Thursday, January 6, 2011

When?

It's been one of those weeks well the past couple of weeks hasn't been real good really.  Every time I feel I'm climbing the up and about to get on top of the world, the my feet gets kicked out from under me and on my face I land once again.  A lot of it's my fault because I can't or want do something out of fear of hurting others.  It's almost like it's ok if I hurt.  There's something so wrong with this and I know it but still I allow it to happen.  

I just keep everything to myself because who wants to hear it ... there's nothing anyone can do and there's no reason to upset anyone. 

I hope soon, very soon I can begain to feel again and this time feel good for a change and longer than a week. 

Tuesday, January 4, 2011

Are the clouds gathering or are they breaking??
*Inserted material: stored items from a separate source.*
use crate::canvas::*;
use crate::checkpoint::{CheckpointState, CheckpointStore};
use crate::coercion::{CoerceOptions, coerce_fields};
use crate::engine::{EngineConfig, InterruptEvent, RunOptions, RunReport, WorkflowEngine};
use crate::engine::types::*;
use crate::error::{FlowError, FlowResult};
use crate::nodes::CapabilityRegistry;
use crate::storage::{Draft, PublishedVersion, Repository, WorkflowMeta, WorkflowRecord};
use crate::stream::{StreamEvent, spawn_emitter};
use crate::versioning::{self, CanvasDiff};

const DEFAULT_STREAM_BUFFER: usize = 64;
const DEBUG_START_ID: &str = "__debug_start__";
const DEBUG_END_ID: &str = "__debug_end__";
const MAX_REFERENCE_DEPTH: usize = 8;

/// Who is asking. Workflows and executions are only visible inside their space.
#[derive(Debug, Clone, PartialEq, Eq, Serialize, Deserialize)]
pub struct Caller {
    pub space_id: String,
    pub user_id: String,
}

impl Caller {
    pub fn new(space_id: &str, user_id: &str) -> Self {
        Self {
            space_id: space_id.to_string(),
            user_id: user_id.to_string(),
        }
    }
}

#[derive(Debug, Clone, Copy, PartialEq, Eq, Serialize, Deserialize)]
#[serde(rename_all = "lowercase")]
pub enum ResourceAction {
    Created,
    Updated,
    Published,
    Copied,
    Deleted,
}

/// Change notification for downstream indexes.
#[derive(Debug, Clone, Serialize)]
pub struct ResourceEvent {
    pub action: ResourceAction,
    pub workflow_id: String,
    pub space_id: String,
    #[serde(skip_serializing_if = "Option::is_none")]
    pub version: Option<String>,
}

#[async_trait]
pub trait ResourceNotifier: Send + Sync {
    async fn notify(&self, event: ResourceEvent) -> anyhow::Result<()>;
}

/// Writes resource events to the log.
pub struct LogNotifier;

#[async_trait]
impl ResourceNotifier for LogNotifier {
    async fn notify(&self, event: ResourceEvent) -> anyhow::Result<()> {
        info!(
            action = ?event.action,
            workflow_id = %event.workflow_id,
            space_id = %event.space_id,
            version = event.version.as_deref().unwrap_or(""),
            "Workflow resource changed"
        );
        Ok(())
    }
}

#[derive(Debug, Clone, Default, Deserialize)]
pub struct CreateWorkflow {
    pub name: String,
    #[serde(default)]
    pub description: String,
    /// Initial canvas; a connected Start and End pair when absent.
    #[serde(default)]
    pub canvas: Option<Canvas>,
}

#[derive(Debug, Clone, Default, Deserialize)]
pub struct PublishRequest {
    pub version: String,
    #[serde(default)]
    pub description: String,
    /// Skip validation and reference checks.
    #[serde(default)]
    pub force: bool,
}

#[derive(Debug, Clone, Copy, PartialEq, Eq, Serialize)]
#[serde(rename_all = "snake_case")]
pub enum CanvasStatus {
    /// Never published.
    Unpublished,
    /// The draft differs from the latest published version.
    Modified,
    Published,
}

#[derive(Debug, Clone, Serialize)]
pub struct CanvasInfo {
    pub meta: WorkflowMeta,
    pub canvas: Option<Canvas>,
    pub commit_id: Option<String>,
    pub latest_version: Option<String>,
    pub status: CanvasStatus,
    /// Draft against the latest published version.
    #[serde(skip_serializing_if = "Option::is_none")]
    pub diff: Option<CanvasDiff>,
    pub referrers: Vec<String>,
}

/// Values for a single-node debug run.
#[derive(Debug, Clone, Default, Deserialize)]
pub struct NodeDebugInput {
    #[serde(default)]
    pub input: Map<String, Value>,
    /// Batch inputs, merged over `input`.
    #[serde(default)]
    pub batch: Map<String, Value>,
    /// Merged over the node's own configuration.
    #[serde(default)]
    pub setting: Map<String, Value>,
}

#[derive(Debug, Clone, Serialize)]
pub struct ProcessInfo {
    pub execute_id: String,
    pub workflow_id: String,
    pub status: ExecutionStatus,
    #[serde(skip_serializing_if = "Option::is_none")]
    pub reason: Option<String>,
    #[serde(skip_serializing_if = "Option::is_none")]
    pub error_code: Option<i64>,
    #[serde(skip_serializing_if = "Option::is_none")]
    pub output: Option<Value>,
    pub node_results: Vec<NodeResult>,
    /// Open interrupts at or below this execution.
    pub node_events: Vec<InterruptEvent>,
    pub usage: TokenUsage,
    pub debug_url: String,
}

#[derive(Debug, Clone, Default, Deserialize)]
pub struct OpenApiRun {
    #[serde(default)]
    pub input: Map<String, Value>,
    /// Latest published version when absent.
    #[serde(default)]
    pub version: Option<String>,
    #[serde(default)]
    pub is_async: bool,
}

#[derive(Debug, Clone, Serialize)]
pub struct OpenApiResult {
    pub execute_id: String,
    pub status: ExecutionStatus,
    #[serde(skip_serializing_if = "Option::is_none")]
    pub output: Option<Value>,
    pub usage: TokenUsage,
    pub debug_url: String,
}

#[derive(Debug, Clone, Copy, PartialEq, Eq, Deserialize)]
#[serde(rename_all = "snake_case")]
pub enum HistoryScene {
    /// Results of the node inside one execution.
    Execution,
    /// The latest successful result of the node in any execution.
    LatestSuccess,
}

#[derive(Debug, Clone, Serialize)]
pub struct HistorySchema {
    pub workflow_id: String,
    pub execute_id: String,
    pub commit_id: String,
    #[serde(skip_serializing_if = "Option::is_none")]
    pub version: Option<String>,
    pub canvas: Canvas,
}

/// Background runs by execution ID, tagged with a generation so a finished
/// task only removes its own entry.
#[derive(Default)]
struct RunTasks {
    next: AtomicU64,
    handles: Arc<Mutex<HashMap<String, (u64, JoinHandle<()>)>>>,
}

fn lock_handles(
    handles: &Mutex<HashMap<String, (u64, JoinHandle<()>)>>,
) -> std::sync::MutexGuard<'_, HashMap<String, (u64, JoinHandle<()>)>> {
    handles.lock().unwrap_or_else(|p| p.into_inner())
}

/// Wires the engine to workflow storage and versioning.
pub struct WorkflowService {
    engine: Arc<WorkflowEngine>,
    repo: Arc<dyn Repository>,
    checkpoints: Arc<dyn CheckpointStore>,
    notifier: Arc<dyn ResourceNotifier>,
    stream_buffer: usize,
    tasks: RunTasks,
}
This how I feel.. not sure if things are gathering or if they are breaking.  I feel like I'm in the world of half here and half not.  I try to keep all this to myself because how could I explain it to someone when I really don't understand it myself.  All most people will say is oh you have so much to be thankful for.. I know that and it has nothing to do with NOT being thankful... for I am and I understand that, but there's got to be more to it than this.  I know that one day I'm not going to be here anymore and this fact really worries me... but there's there I can do about that fact... for it's just that a FACT.  What I don't like is the emptiness I feel now.  It's like being in a dark room where one can hear no sounds... totally void of light and sound and it cold... so cold.  When you see a crack in the wall and a little light come thru... you run to it.. only to have the door slammed on you.